Mexico’s government issued a federal mandate this week forcing private railway companies operating in the country to offer passenger service over their normal daily freight runs.
Published in the Mexican government’s official gazette, Monday’s decree gives the country’s two main private concessionary rail operators — Canadian Pacific Kansas City (CPKC) and Ferromex — until Jan. 15 to present proposals for offering the passenger service themselves.

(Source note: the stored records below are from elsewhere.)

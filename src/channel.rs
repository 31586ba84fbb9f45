use core::{borrow, ops};

/// A channel, channel-group, or presence-channel name.
#[derive(Debug, PartialEq, Eq, Hash)]
pub struct Channel(str);

/// An owned [`Channel`].
#[derive(Debug, Clone, PartialEq, Eq, Hash)]
pub struct ChannelBuf(String);

#[derive(Debug, thiserror::Error, PartialEq, Eq)]
pub enum InvalidChannel {
	#[error("channel name is empty")]
	Empty,
	#[error("channel name contains a comma at byte {0}, which is the list separator")]
	ContainsComma(usize),
}

/// Suffix that routes a channel name into the presence set rather than the
/// data set (see [`crate::SubscriptionSet::add_channels`]).
pub const PRESENCE_SUFFIX: &str = "-pnpres";

impl Channel {
	#[inline]
	pub fn new<S: AsRef<str> + ?Sized>(name: &S) -> Result<&Channel, InvalidChannel> {
		let name = name.as_ref();

		if name.is_empty() {
			return Err(InvalidChannel::Empty);
		}

		if let Some(position) = name.find(',') {
			return Err(InvalidChannel::ContainsComma(position));
		}

		Ok(unsafe { &*(name as *const str as *const Channel) })
	}

	#[inline]
	pub fn as_str(&self) -> &str {
		let Self(inner) = self;
		inner
	}

	/// Returns `true` if this name carries the presence suffix.
	#[inline]
	pub fn is_presence(&self) -> bool {
		self.as_str().ends_with(PRESENCE_SUFFIX)
	}

	/// Strips the presence suffix, if present.
	#[inline]
	pub fn base_name(&self) -> &str {
		self.as_str()
			.strip_suffix(PRESENCE_SUFFIX)
			.unwrap_or(self.as_str())
	}

	fn from_str(s: &str) -> &Self {
		unsafe { &*(s as *const str as *const Channel) }
	}
}

impl ChannelBuf {
	pub fn new(name: impl Into<String>) -> Result<Self, InvalidChannel> {
		let name = name.into();
		Channel::new(&name)?;
		Ok(Self(name))
	}
}

impl AsRef<str> for Channel {
	#[inline]
	fn as_ref(&self) -> &str {
		self.as_str()
	}
}

impl ToOwned for Channel {
	type Owned = ChannelBuf;
	#[inline]
	fn to_owned(&self) -> Self::Owned {
		ChannelBuf(self.as_str().to_owned())
	}
}

impl ops::Deref for ChannelBuf {
	type Target = Channel;
	#[inline]
	fn deref(&self) -> &Self::Target {
		let Self(inner) = self;
		Channel::from_str(inner)
	}
}

impl borrow::Borrow<Channel> for ChannelBuf {
	#[inline]
	fn borrow(&self) -> &Channel {
		use ops::Deref;
		self.deref()
	}
}

impl From<&Channel> for ChannelBuf {
	#[inline]
	fn from(value: &Channel) -> Self {
		let Channel(inner) = value;
		Self(String::from(inner))
	}
}

impl TryFrom<&str> for ChannelBuf {
	type Error = InvalidChannel;
	#[inline]
	fn try_from(value: &str) -> Result<Self, Self::Error> {
		ChannelBuf::new(value)
	}
}

impl TryFrom<String> for ChannelBuf {
	type Error = InvalidChannel;
	#[inline]
	fn try_from(value: String) -> Result<Self, Self::Error> {
		ChannelBuf::new(value)
	}
}

impl core::fmt::Display for ChannelBuf {
	fn fmt(&self, f: &mut core::fmt::Formatter<'_>) -> core::fmt::Result {
		f.write_str(&self.0)
	}
}

#[cfg(test)]
mod tests {
	use super::*;

	#[test]
	fn rejects_empty() {
		assert_eq!(Channel::new("").unwrap_err(), InvalidChannel::Empty);
	}

	#[test]
	fn rejects_comma() {
		assert_eq!(
			Channel::new("a,b").unwrap_err(),
			InvalidChannel::ContainsComma(1)
		);
	}

	#[test]
	fn detects_presence_suffix() {
		let ch = ChannelBuf::new("room-1-pnpres").unwrap();
		assert!(ch.is_presence());
		assert_eq!(ch.base_name(), "room-1");
	}

	#[test]
	fn non_presence_roundtrips() {
		let ch = ChannelBuf::new("room-1").unwrap();
		assert!(!ch.is_presence());
		assert_eq!(ch.base_name(), "room-1");
	}
}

If the two rail operators decline, the government will put Mexico’s army or navy in charge of lines designated for passenger services.

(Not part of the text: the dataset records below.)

impl<T: Transport + Send + Sync + 'static> Engine<T> {
	pub fn new(
		transport: T,
		listener: Arc<dyn ListenerSink>,
		heartbeat: Arc<dyn HeartbeatManager>,
		client_state: Arc<dyn ClientStateStore>,
		config: Config,
	) -> Arc<Self> {
		let inner = Inner::new(&config);
		Arc::new(Self {
			transport,
			listener: Arc::downgrade(&listener),
			heartbeat,
			client_state,
			config,
			inner: RwLock::new(inner),
		})
	}

	/// Sets the filter expression used by the Request Builder (§4.7). Takes
	/// an already-validated, unescaped expression; percent-escaping happens
	/// at request-build time.
	pub async fn set_filter_expression(&self, expression: Option<String>) {
		let mut guard = self.inner.write().await;
		guard.request_builder.filter_expression = expression;
	}

	pub async fn add_channels(&self, channels: impl IntoIterator<Item = ChannelBuf>) {
		let mut guard = self.inner.write().await;
		guard.subscriptions.add_channels(channels);
	}

	pub async fn add_groups(&self, groups: impl IntoIterator<Item = ChannelBuf>) {
		let mut guard = self.inner.write().await;
		guard.subscriptions.add_groups(groups);
	}

	pub async fn add_presence(&self, channels: impl IntoIterator<Item = ChannelBuf>) {
		let mut guard = self.inner.write().await;
		guard.subscriptions.add_presence(channels);
	}

	pub async fn current_state(&self) -> SubscriberState {
		self.inner.read().await.state
	}

	/// Upgrades the weak listener handle, if the owning client has not torn
	/// it down yet.
	fn listener(&self) -> Option<Arc<dyn ListenerSink>> {
		self.listener.upgrade()
	}

	/// §4.2 entry point for both initial registration and continuation, with
	/// no state merge, no extra query parameters, and no "has begun" signal.
	/// See [`Self::subscribe_with`] for the full signature.
	#[tracing::instrument(skip(self))]
	pub async fn subscribe(self: &Arc<Self>, initial: bool, token: Option<u64>) {
		self.subscribe_with(initial, token, SubscribeOptions::default()).await
	}

	/// §4.2 entry point for both initial registration and continuation:
	/// `subscribe(initial, token?, state?, queryParams?)`. Before anything
	/// else it cancels the Retry Timer.
	#[tracing::instrument(skip(self, options))]
	pub async fn subscribe_with(self: &Arc<Self>, initial: bool, token: Option<u64>, options: SubscribeOptions) {
		{
			let mut guard = self.inner.write().await;
			guard.retry_timer.stop();
		}

		if self.inner.read().await.subscriptions.is_empty() {
			self.handle_empty_set().await;
			return;
		}

		// §4.2 point 4: the "has begun" signal precedes the long-poll itself.
		if !initial {
			if let Some(tx) = options.on_started {
				let _ = tx.send(Category::Connected);
			}
		}

		let object_names: Vec<String> = self
			.inner
			.read()
			.await
			.subscriptions
			.all()
			.map(|c| c.to_string())
			.collect();
		if let Some(state) = options.state.as_deref() {
			self.client_state.merge(state, &object_names).await;
		}
		let merged_state = self.client_state.state_merged_with("", &object_names).await;

		let (epoch, is_initial, path, params) = {
			let mut guard = self.inner.write().await;

			if initial {
				if !guard.restoring_after_network_issues {
					guard.cursor.set_override(token);
				}
				guard.cursor.begin_initial();
			}

			guard.epoch += 1;
			let epoch = guard.epoch;
			let is_initial = guard.cursor.is_initial();
			let snapshot = guard.cursor.snapshot();
			let (path, params) = guard.request_builder.build(
				&guard.subscriptions,
				&snapshot,
				Some(merged_state.as_str()),
				&options.query_params,
			);

			(epoch, is_initial, path, params)
		};

		tracing::debug!(epoch, is_initial, channels = %path, "issuing subscribe request");

		let status = self.transport.process(Operation::Subscribe, path, params).await;
		self.handle_outcome(status, epoch, is_initial).await;
	}

	/// §4.2 unsubscribe entry point, with no extra query parameters and no
	/// completion callback. See [`Self::unsubscribe_with`] for the full
	/// signature.
	#[tracing::instrument(skip(self))]
	pub async fn unsubscribe(
		self: &Arc<Self>,
		channels: Vec<ChannelBuf>,
		groups: Vec<ChannelBuf>,
		inform_listener: bool,
		subscribe_on_rest: bool,
	) {
		self.unsubscribe_with(channels, groups, inform_listener, subscribe_on_rest, UnsubscribeOptions::default())
			.await
	}

	/// §4.2 unsubscribe entry point:
	/// `unsubscribe(channels, groups, queryParams, informListener, subscribeOnRest, cb)`.
	#[tracing::instrument(skip(self, options))]
	pub async fn unsubscribe_with(
		self: &Arc<Self>,
		channels: Vec<ChannelBuf>,
		groups: Vec<ChannelBuf>,
		inform_listener: bool,
		subscribe_on_rest: bool,
		options: UnsubscribeOptions,
	) {
		let object_names: Vec<String> = channels.iter().map(|c| c.to_string()).collect();
		self.client_state.remove(&object_names).await;

		let leavable: Vec<ChannelBuf> = channels.iter().filter(|c| !c.is_presence()).cloned().collect();

		{
			let mut guard = self.inner.write().await;
			guard.subscriptions.remove_channels(channels.iter());
			guard.subscriptions.remove_groups(groups.iter());
			if guard.subscriptions.is_empty() {
				guard.cursor.reset();
			}
		}

		let should_leave = !leavable.is_empty() && !self.config.suppress_leave_events;

		if should_leave {
			let path = leavable.iter().map(|c| c.as_str()).collect::<Vec<_>>().join(",");

			let mut params = options.query_params;
			if !groups.is_empty() {
				let joined = groups.iter().map(|g| g.as_str()).collect::<Vec<_>>().join(",");
				params.entry("channel-group".to_owned()).or_insert(joined);
			}

			let pre_leave_snapshot = self.inner.read().await.subscriptions.clone();

			let status = self.transport.process(Operation::Unsubscribe, path, params).await;
			let access_denied = matches!(status.category, Category::AccessDenied);
			let target = if access_denied {
				Target::AccessDenied
			} else {
				Target::Disconnected
			};

			let transition = {
				let mut guard = self.inner.write().await;
				let t = state_machine::transition(guard.state, target);
				guard.state = t.next;
				guard.may_require_restore = t.may_require_restore;
				t
			};

			if transition.observable && (access_denied || inform_listener) {
				self.notify_status(transition.category).await;
			}

			if let Some(cb) = options.cb {
				let _ = cb.send(status.category);
			}

			let post_leave_set = self.inner.read().await.subscriptions.clone();
			let set_unchanged_during_leave = post_leave_set == pre_leave_snapshot;
			if subscribe_on_rest && !post_leave_set.is_empty() && set_unchanged_during_leave {
				self.subscribe(false, None).await;
			}
		} else {
			if let Some(cb) = options.cb {
				let _ = cb.send(Category::Acknowledgment);
			}

			let still_non_empty = !self.inner.read().await.subscriptions.is_empty();
			if still_non_empty {
				self.subscribe(true, None).await;
			}
		}
	}

	/// §4.5 restore path, invoked by the retry timer or an external
	/// reachability signal.
	#[tracing::instrument(skip(self))]
	pub async fn restore(self: &Arc<Self>) {
		let (state, may_require_restore, is_empty) = {
			let guard = self.inner.read().await;
			(guard.state, guard.may_require_restore, guard.subscriptions.is_empty())
		};

		if state == SubscriberState::AccessDenied {
			self.inner.write().await.retry_timer.stop();
		}

		if !is_empty && state_machine::should_restore(state, may_require_restore) {
			self.subscribe(true, None).await;
		}
	}

	async fn handle_empty_set(self: &Arc<Self>) {
		{
			let mut guard = self.inner.write().await;
			guard.cursor.reset();
			guard.restoring_after_network_issues = false;
			guard.retry_timer.stop();
			guard.epoch += 1;
		}
		self.transport.cancel();

		let transition = {
			let mut guard = self.inner.write().await;
			let t = state_machine::transition(guard.state, Target::Disconnected);
			guard.state = t.next;
			guard.may_require_restore = t.may_require_restore;
			t
		};

		if transition.observable {
			self.notify_status(transition.category).await;
		}
	}

	async fn handle_outcome(self: &Arc<Self>, status: Status, epoch: u64, is_initial: bool) {
		let current_epoch = self.inner.read().await.epoch;
		if current_epoch != epoch {
			self.heartbeat.stop_if_possible().await;
			return;
		}

		match status.category {
			Category::Cancelled => {
				// I7: no cursor advance, no state change, no listener status.
				tracing::debug!("subscribe cancelled, superseded by a newer request");
				self.heartbeat.stop_if_possible().await;
			}
			Category::AccessDenied => {
				tracing::warn!("subscribe denied access; retry timer armed");
				self.apply_recoverable(Target::AccessDenied, true).await
			}
			Category::MalformedFilter => {
				tracing::error!("subscribe rejected: malformed filter expression");
				self.apply_recoverable(Target::MalformedFilter, false).await
			}
			Category::RequestTooLong => {
				tracing::error!("subscribe rejected: request URI too long");
				self.apply_recoverable(Target::RequestTooLong, false).await
			}
			cat if cat.is_transient() => {
				tracing::warn!(category = ?cat, "transient subscribe failure, retry timer armed");
				self.apply_recoverable(Target::UnexpectedlyDisconnected, true).await
			}
			cat if cat.is_error() => self.on_generic_disconnect().await,
			_ => self.on_success(status, is_initial).await,
		}
	}

	async fn apply_recoverable(self: &Arc<Self>, target: Target, should_retry: bool) {
		let transition = {
			let mut guard = self.inner.write().await;
			let t = state_machine::transition(guard.state, target);
			guard.state = t.next;
			guard.may_require_restore = t.may_require_restore;
			t
		};

		if transition.observable {
			self.notify_status(transition.category).await;
		}

		if should_retry {
			self.arm_retry_timer().await;
		}
	}

	async fn on_generic_disconnect(self: &Arc<Self>) {
		tracing::warn!("generic transport disconnect; retry timer armed");
		self.heartbeat.stop_if_possible().await;

		{
			let mut guard = self.inner.write().await;
			if !self.config.catch_up_on_subscription_restore {
				guard.cursor.reset();
			}
			guard.restoring_after_network_issues = true;
		}

		let transition = {
			let mut guard = self.inner.write().await;
			let t = state_machine::transition(guard.state, Target::UnexpectedlyDisconnected);
			guard.state = t.next;
			guard.may_require_restore = t.may_require_restore;
			t
		};

		if transition.observable {
			self.notify_status(transition.category).await;
		}

		self.arm_retry_timer().await;
	}

	async fn on_success(self: &Arc<Self>, status: Status, is_initial: bool) {
		let Some(data) = status.service_data else {
			return;
		};

		let keep_on_restore = {
			let guard = self.inner.read().await;
			self.config.keep_time_token_on_list_change
				|| (self.config.catch_up_on_subscription_restore && guard.restoring_after_network_issues)
		};

		let original_count = data.events.len();

		let kept_events = {
			let mut guard = self.inner.write().await;

			if is_initial {
				if let Some(override_token) = guard.cursor.pending_override() {
					guard.cache.purge_newer_than(override_token);
				}
			}

			guard
				.cursor
				.accept(data.timetoken, data.region, is_initial, keep_on_restore);
			guard.restoring_after_network_issues = false;

			let mut kept = Vec::with_capacity(data.events.len());
			for raw in data.events {
				if matches!(raw.message_type, MessageType::Regular) && !raw.presence_event {
					if !guard.cache.try_insert(raw.timetoken, &raw.channel, &raw.payload) {
						tracing::trace!(channel = %raw.channel, timetoken = raw.timetoken, "duplicate event suppressed");
						continue;
					}
					guard.cache.evict_to(self.config.maximum_messages_cache_size);
				}
				kept.push(raw);
			}
			kept
		};

		// Scheduled right after de-dup and before classification/dispatch
		// (§4.6 step 3), so listener latency never serializes against loop
		// cadence. Skipped once the listener sink is gone, so the loop
		// still winds down instead of spawning forever.
		if self.listener.upgrade().is_some() {
			let engine = Arc::clone(self);
			tokio::spawn(async move { engine.subscribe(false, None).await });
		}

		if !self.config.manage_presence_list_manually {
			self.heartbeat.start_if_required().await;
		}

		let threshold = self.config.request_message_count_threshold;
		if threshold > 0 && original_count >= threshold {
			self.notify_status(Category::RequestMessageCountExceeded).await;
		}

		let Some(listener) = self.listener() else {
			tracing::debug!("listener sink torn down, dropping this response's events");
			return;
		};

		for raw in kept_events {
			match classify(raw) {
				Dispatch::Event(Event::Message(m)) => listener.notify_message(m).await,
				Dispatch::Event(Event::Signal(s)) => listener.notify_signal(s).await,
				Dispatch::Event(Event::MessageAction(a)) => listener.notify_message_action(a).await,
				Dispatch::Event(Event::Object(o)) => listener.notify_object(o).await,
				Dispatch::Event(Event::File(f)) => listener.notify_file(f).await,
				Dispatch::Event(Event::Presence(p)) => {
					if p.is_state_change && p.uuid.as_deref() == Some(self.config.uuid.as_str()) {
						self.client_state.set(&p.payload, std::slice::from_ref(&p.channel)).await;
					}
					listener.notify_presence(p).await;
				}
				Dispatch::DecryptionError(e) => listener.notify_decryption_error(e).await,
			}
		}

		if is_initial {
			let transition = {
				let mut guard = self.inner.write().await;
				let t = state_machine::transition(guard.state, Target::Connected);
				guard.state = t.next;
				guard.may_require_restore = t.may_require_restore;
				t
			};
			if transition.observable {
				self.notify_status(transition.category).await;
			}
		}
	}

	async fn arm_retry_timer(self: &Arc<Self>) {
		let mut rx = {
			let mut guard = self.inner.write().await;
			guard.retry_timer.start()
		};

		let engine = Arc::clone(self);
		tokio::spawn(async move {
			while rx.recv().await.is_some() {
				engine.restore().await;
			}
		});
	}

	async fn notify_status(&self, category: Category) {
		tracing::info!(?category, "subscriber state transition");
		if let Some(listener) = self.listener() {
			listener.notify_status(StatusNotification { category }).await;
		}
	}
}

Mexico’s freight railway system is owned by the federal government and operated by CPKC and Ferromex under concessions from authorities.
“We made this decision because train travel will be more economical, comfortable and less polluting, since the tracks can be electrified,” Mexican President Andres Manuel Lopez Obrador said during a news conference Monday. “It is safer public transportation and the mobility of the population from the main cities of Mexico to the northern border will increase.”
The decree orders the use of more than 10,000 private rail lines in Mexico that primarily carry freight to establish four short intercity passenger routes, along with three long passenger routes from central Mexico to Mexican cities along the U.S.-Mexico border.
The longer routes include passenger service from Mexico City to the border cities of Nuevo Laredo and Nogales, along with passenger service from Aguascalientes to the border city of Ciudad Juarez.
In May, CPKC reached an agreement with the Mexican government to carry out a study around passenger trains from Mexico City to destinations across the country.
“As required by our concession, CPKC de Mexico will work closely with the Mexican federal government to evaluate passenger service on that corridor,” CPKC said in a statement. “The draft decree emphasizes that the public freight rail service will be respected and as such, we do not expect an adverse impact on our concession. CPKC has extensive experience hosting passenger rail services in multiple locations across its network in the U.S and Canada while efficiently managing freight service.”
Mexico City-based Ferromex has not issued a public statement regarding the federal decree.
Business analysts said it remains unclear what impact the federal decree could have on freight operations across Mexico.
“The bottom line is we trust that [CPKC] management is better positioned to handle these dynamics than anyone, but it’s difficult to assess the impact to valuation from these headlines and potential outcomes given how important Mexico is to the overall growth story,” Deutsche Bank (NYSE: DB) equity research analyst Amit Mehrotra told clients on Tuesday.
In 2021, roughly 1.1 million carloads of freight were hauled by railways in Mexico, a 7% increase over 2020, according to a recent report from Statista.
According to the International Trade Administration (ITA), Mexico has made improvements to its rail infrastructure in recent years. The ITA is an agency in the Department of Commerce that promotes U.S. exports of nonagricultural goods and services.
The current top three product sectors using rail service in Mexico by volume are industrial (47%), agricultural (26%) and mineral (10%).
“The rail cargo improvements coincide with the expansion of Mexico’s foreign trade,” ITA said. “One big driver of trade growth is the automotive industry (currently trains move seven out of 10 cars produced in the country, while a decade ago it was only three out of 10). Expansion of the oil and gas sector is a major emerging driver. Rail is already the main means of transporting fuels, cereals, minerals and metals.”